What of the past?

Originally Posted: Thursday, May 12, 2005
Mood: caffeinated
Now Playing: Throne Room Worship
Topic: martyrdom and adventure

 “To me there will never be enough thanks to give, words high & deep enough to give to the Lord. I don’t know how to give back to God what He deserves than to just worship with my life and every part of me. My desire in worship is to gaze so deeply in to the face of God that i may experience His presence as much as I can here on earth. Then hopefully when i get to heaven, i might recognize His face.”
-Kari Jobe
Isn’t that the point? We can never give back to God what has been given to us, but out of our thankfulness we serve. So to give you a brief synopsis, I have been in a state of leaning back into a small portion of church history, from the reformation period up until now. Mainly the ‘baptist’ segment of this history (as I stare at my “Sourcebook for Baptist Heritage” which is sitting on my desk. I know, it seems out of character for me to look at such things, especially for those of you who know my theological viewpoints well. This is very few of you, so don’t be surprised if you don’t know that I pull from a variety of traditions and do not consider myself ‘baptist’. Now the question that you are probably wondering is, what does this have to do with the topic of martyrdom? Well, most things in my life I can relate to martyrdom as it is a big issue in my life, as some of you know. However, here’s the relation between Baptist history and martyrdom: when I read how the protestants and catholics treated the early baptists, I can’t help but think of the persecuted church and Romans 8:35-36 where Paul writes “Who shall separate us from the love of Christ? Shall trouble or hardship or persecution or famine or nakedness or danger or sword? As it is written: ‘For your sake we face death all day long; we are considered as sheep to be slaughtered.'” I think of these stories that I have been hearing, stories of people being burned at the stake for their beliefs, and about the most common method of killing them being death by ‘baptism’. I remember a story of one pregnant woman who was beat, had a miscarriage and then she died shortly thereafter. It inspires me of what God has called me to. That I should go and “fill up” what is lacking in Christ’s sufferings or, in other words, embody Christ to others. It’s about Him and about them and God has called us to proclaim Christ to them regardless of the price. Throughout church history people are called to show Jesus through suffering. In our suffering God will sustain us. This is the intimacy of Christ that we would know His suffering. May our prayer be that of Paul, who in Philippians 3:10&11 said “I want to know Christ and the fellowship of sharing in his sufferings, becoming like him in his death, and so, somehow, to attain to the resurrection from the dead.” It reminds me of a song:
When I am down and, oh my soul, so weary When troubles come and my heart burdened be
Then, I am still and wait here in the silence, Until you come and sit awhile with me.
You raise me up, so I can stand on mountains You raise me up, to walk on stormy seas I am strong, when I am on your shoulders
You raise me up… to more than I can be. You raise me up, so I can stand on mountains You raise me up, to walk on stormy seas I am strong, when I am on your shoulders You raise me up… to more than I can be.

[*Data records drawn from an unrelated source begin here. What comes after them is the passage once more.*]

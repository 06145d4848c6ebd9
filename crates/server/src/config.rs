use serde::{Deserialize, Serialize};
use std::net::SocketAddr;
use std::path::PathBuf;
use std::time::Duration;

/// Server configuration
#[derive(Debug, Clone, Deserialize, Serialize)]
pub struct ServerConfig {
    /// Server bind address
    #[serde(default = "default_bind_addr")]
    pub bind_addr: String,

    /// Server port
    #[serde(default = "default_port")]
    pub port: u16,

    /// Request timeout in seconds
    #[serde(default = "default_timeout_secs")]
    pub timeout_secs: u64,

    /// Maximum request body size in MB, uploads included
    #[serde(default = "default_max_body_size_mb")]
    pub max_body_size_mb: usize,

    /// Enable CORS
    #[serde(default = "default_true")]
    pub enable_cors: bool,

    /// Log level
    #[serde(default = "default_log_level")]
    pub log_level: String,

    /// YAML pipeline config; built-in defaults when unset
    #[serde(default)]
    pub pipeline_config: Option<PathBuf>,

    /// Searches allowed to run model inference at the same time
    #[serde(default = "default_max_concurrent_inference")]
    pub max_concurrent_inference: usize,
}

impl Default for ServerConfig {
    fn default() -> Self {
        Self {
            bind_addr: default_bind_addr(),
            port: default_port(),
            timeout_secs: default_timeout_secs(),
            max_body_size_mb: default_max_body_size_mb(),
            enable_cors: default_true(),
            log_level: default_log_level(),
            pipeline_config: None,
            max_concurrent_inference: default_max_concurrent_inference(),
        }
    }
}

impl ServerConfig {
    /// Load configuration from `.env`, an optional `server.{toml,yaml,json}`
    /// file and `VIBECHECK_SERVER__*` environment variables, in that order.
    pub fn load() -> anyhow::Result<Self> {
        dotenvy::dotenv().ok();

        let builder = config::Config::builder()
            .add_source(config::File::with_name("server").required(false))
            .add_source(config::Environment::with_prefix("VIBECHECK_SERVER").separator("__"));

        let config: ServerConfig = builder.build()?.try_deserialize()?;
        config.validate()?;
        Ok(config)
    }

    pub fn validate(&self) -> anyhow::Result<()> {
        if self.max_concurrent_inference == 0 {
            anyhow::bail!("max_concurrent_inference must be at least 1");
        }
        if self.max_body_size_mb == 0 {
            anyhow::bail!("max_body_size_mb must be at least 1");
        }
        Ok(())
    }

    /// Get the socket address to bind to
    pub fn socket_addr(&self) -> anyhow::Result<SocketAddr> {
        let addr_str = format!("{}:{}", self.bind_addr, self.port);
        Ok(addr_str.parse()?)
    }

    /// Get request timeout as Duration
    pub fn timeout(&self) -> Duration {
        Duration::from_secs(self.timeout_secs)
    }

    /// Get max body size in bytes
    pub fn max_body_size(&self) -> usize {
        self.max_body_size_mb * 1024 * 1024
    }
}

fn default_bind_addr() -> String {
    "0.0.0.0".to_string()
}

fn default_port() -> u16 {
    5000
}

fn default_timeout_secs() -> u64 {
    30
}

fn default_max_body_size_mb() -> usize {
    16
}

fn default_true() -> bool {
    true
}

fn default_log_level() -> String {
    "info".to_string()
}

fn default_max_concurrent_inference() -> usize {
    4
}

#[cfg(test)]
mod tests {
    use super::*;

    #[test]
    fn test_default_config() {
        let cfg = ServerConfig::default();
        assert_eq!(cfg.port, 5000);
        assert_eq!(cfg.timeout_secs, 30);
        assert_eq!(cfg.max_body_size(), 16 * 1024 * 1024);
        assert_eq!(cfg.max_concurrent_inference, 4);
        assert!(cfg.enable_cors);
        assert!(cfg.pipeline_config.is_none());
        assert!(cfg.validate().is_ok());
    }

    #[test]
    fn test_socket_addr() {
        let cfg = ServerConfig::default();
        let addr = cfg.socket_addr().unwrap();
        assert_eq!(addr.port(), 5000);
    }

    #[test]
    fn test_zero_inference_slots_rejected() {
        let cfg = ServerConfig {
            max_concurrent_inference: 0,
            ..ServerConfig::default()
        };
        assert!(cfg.validate().is_err());
    }
}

This is the point of intimacy with Christ through His suffering. The point is that only He can sustain us in it. That this suffering is embodying Christ. As we follow Christ’s example of taking the low road, only God can hold us in that place. It is based on our intimacy with our Lover, our Daddy!!!!! Baptism is a picture of death, and through our death Jesus is manifest. At the end of Peter Pan the phrase is uttered, “Death will be an awfully big adventure.” Isn’t it true that we are on a journey, an adventure, of following Jesus and that it is only through our death that we can follow Him? “If anyone would come after me, he must deny himself and take up his cross and follow me”, (Matt. 16:24)and don’t you know that the cross is never a burden but always a death. Come to the banquet table of freedom through the death of yourself and the laying down of your own rights. You are invited to dine with the Lord on the richest of fare by finding the life that death offers.